▸ Exercise directions: Run through the records and show each line that includes the string "them".

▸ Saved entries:
┌────────
//! Greedy choice of one or more tables for a party.
//!
//! The heuristic is deliberately simple and NOT capacity-optimal:
//!
//! 1. Order candidates by ascending `efficiency` (stable, so ties keep input
//!    order).
//! 2. If any candidate is suitable on its own, return the first one.
//! 3. Otherwise take candidates in that order until their summed capacity
//!    covers the party.
//! 4. If all of them together fall short, there is no combination.
//!
//! It never searches for the combination with the fewest wasted seats; a
//! smaller waste may exist among combinations the greedy pass skips.

use crate::error::{BookingError, Result};
use crate::tables::AvailableTableCandidate;

/// Pick table ids for `party_size` guests, or `None` if the candidates cannot
/// seat them. A zero party yields `None`.
pub fn select_tables(candidates: &[AvailableTableCandidate], party_size: u32) -> Option<Vec<String>> {
    if party_size == 0 {
        return None;
    }

    let mut sorted: Vec<&AvailableTableCandidate> = candidates.iter().collect();
    sorted.sort_by_key(|c| c.efficiency);

    if let Some(single) = sorted.iter().find(|c| c.is_suitable) {
        return Some(vec![single.table_id.clone()]);
    }

    tracing::debug!(
        party_size,
        candidates = candidates.len(),
        "no single table fits, combining"
    );

    let mut selected = Vec::new();
    let mut total: u64 = 0;
    for candidate in sorted {
        if total >= u64::from(party_size) {
            break;
        }
        selected.push(candidate.table_id.clone());
        total += u64::from(candidate.capacity);
    }

    if total < u64::from(party_size) {
        tracing::debug!(party_size, total, "candidates cannot seat the party");
        return None;
    }
    Some(selected)
}

/// Summed capacity of the candidates whose ids appear in `selected`.
pub fn selected_capacity(candidates: &[AvailableTableCandidate], selected: &[String]) -> u64 {
    candidates
        .iter()
        .filter(|c| selected.contains(&c.table_id))
        .map(|c| u64::from(c.capacity))
        .sum()
}

/// Guard run before committing a booking: the selected tables must seat the
/// whole party. Returns the selected capacity.
pub fn check_selection(
    candidates: &[AvailableTableCandidate],
    selected: &[String],
    party_size: u32,
) -> Result<u64> {
    if selected.is_empty() {
        return Err(BookingError::InvalidCapacity(
            "no tables selected for booking".to_string(),
        ));
    }
    let capacity = selected_capacity(candidates, selected);
    if capacity < u64::from(party_size) {
        return Err(BookingError::InvalidCapacity(format!(
            "selected tables can only accommodate {} guests, but the party has {}",
            capacity, party_size
        )));
    }
    Ok(capacity)
}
└────────
▸ Result:
//! 4. If all of them together fall short, there is no combination.
/// seat them. A zero party yields `None`.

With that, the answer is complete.